Saved entries
□ □ □ □ □ □ □

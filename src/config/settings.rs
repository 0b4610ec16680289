use serde::Deserialize;

use crate::acquisition::bypass::DEFAULT_SKIP_CACHE_ENV;
use crate::restclient::RequestOptions;

pub const DEFAULT_MANAGE_API: &str = "/api/sparrow_app/token/";

/// ================================
/// Full client configuration
/// ================================
#[derive(Debug, Deserialize, Clone, PartialEq)]
pub struct TokenSettings {
    pub issuer: IssuerConfig,
    /// absent => no token cache
    pub cache: Option<CacheConfig>,
    #[serde(default)]
    pub logging: LoggingConfig,
}

/// ================================
/// Token issuer
/// ================================
#[derive(Debug, Deserialize, Clone, PartialEq)]
pub struct IssuerConfig {
    /// host[:port] of the issuing service
    pub service_addr: String,
    #[serde(default = "default_manage_api")]
    pub api_path: String,
    #[serde(default)]
    pub request: RequestOptions,
}

/// ================================
/// Token cache
/// ================================
#[derive(Debug, Deserialize, Clone, PartialEq)]
pub struct CacheConfig {
    /// `redis://` url; without one tokens are cached in process memory
    pub redis_url: Option<String>,
    /// variable that, set to `true`, skips cache reads
    #[serde(default = "default_skip_env")]
    pub skip_env: String,
}

/// ================================
/// Logging
/// ================================
#[derive(Debug, Deserialize, Clone, PartialEq)]
pub struct LoggingConfig {
    pub level: String, // allowed: trace, debug, info, warn, error
    pub format: LogFormat,
}

impl Default for LoggingConfig {
    fn default() -> Self {
        Self { level: "info".to_owned(), format: LogFormat::Compact }
    }
}

impl LoggingConfig {
    pub fn new(level: String, format: LogFormat) -> Self {
        Self { level, format }
    }
}

#[derive(Clone, Debug, Deserialize, PartialEq, Eq)]
#[serde(rename_all = "lowercase")]
pub enum LogFormat {
    Json,
    Compact,
}

impl LogFormat {
    pub fn from_env() -> Self {
        match std::env::var("LOG_FORMAT")
            .unwrap_or_else(|_| "compact".to_string())
            .to_lowercase()
            .as_str()
        {
            "json" => LogFormat::Json,
            _ => LogFormat::Compact,
        }
    }
}

fn default_manage_api() -> String {
    DEFAULT_MANAGE_API.to_string()
}

fn default_skip_env() -> String {
    DEFAULT_SKIP_CACHE_ENV.to_string()
}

□ □ □ □ □ □ □

* **TASK DETAILS**:
Your job is to write out the data exactly as it stands.

* **SOLUTION**:
filename src/config/settings.rs
repository 0b4610ec16680289
use serde::Deserialize;

use crate::acquisition::bypass::DEFAULT_SKIP_CACHE_ENV;
use crate::restclient::RequestOptions;

pub const DEFAULT_MANAGE_API: &str = "/api/sparrow_app/token/";

/// ================================
/// Full client configuration
/// ================================
#[derive(Debug, Deserialize, Clone, PartialEq)]
pub struct TokenSettings {
    pub issuer: IssuerConfig,
    /// absent => no token cache
    pub cache: Option<CacheConfig>,
    #[serde(default)]
    pub logging: LoggingConfig,
}

/// ================================
/// Token issuer
/// ================================
#[derive(Debug, Deserialize, Clone, PartialEq)]
pub struct IssuerConfig {
    /// host[:port] of the issuing service
    pub service_addr: String,
    #[serde(default = "default_manage_api")]
    pub api_path: String,
    #[serde(default)]
    pub request: RequestOptions,
}

/// ================================
/// Token cache
/// ================================
#[derive(Debug, Deserialize, Clone, PartialEq)]
pub struct CacheConfig {
    /// `redis://` url; without one tokens are cached in process memory
    pub redis_url: Option<String>,
    /// variable that, set to `true`, skips cache reads
    #[serde(default = "default_skip_env")]
    pub skip_env: String,
}

/// ================================
/// Logging
/// ================================
#[derive(Debug, Deserialize, Clone, PartialEq)]
pub struct LoggingConfig {
    pub level: String, // allowed: trace, debug, info, warn, error
    pub format: LogFormat,
}

impl Default for LoggingConfig {
    fn default() -> Self {
        Self { level: "info".to_owned(), format: LogFormat::Compact }
    }
}

impl LoggingConfig {
    pub fn new(level: String, format: LogFormat) -> Self {
        Self { level, format }
    }
}

#[derive(Clone, Debug, Deserialize, PartialEq, Eq)]
#[serde(rename_all = "lowercase")]
pub enum LogFormat {
    Json,
    Compact,
}

impl LogFormat {
    pub fn from_env() -> Self {
        match std::env::var("LOG_FORMAT")
            .unwrap_or_else(|_| "compact".to_string())
            .to_lowercase()
            .as_str()
        {
            "json" => LogFormat::Json,
            _ => LogFormat::Compact,
        }
    }
}

fn default_manage_api() -> String {
    DEFAULT_MANAGE_API.to_string()
}

fn default_skip_env() -> String {
    DEFAULT_SKIP_CACHE_ENV.to_string()
}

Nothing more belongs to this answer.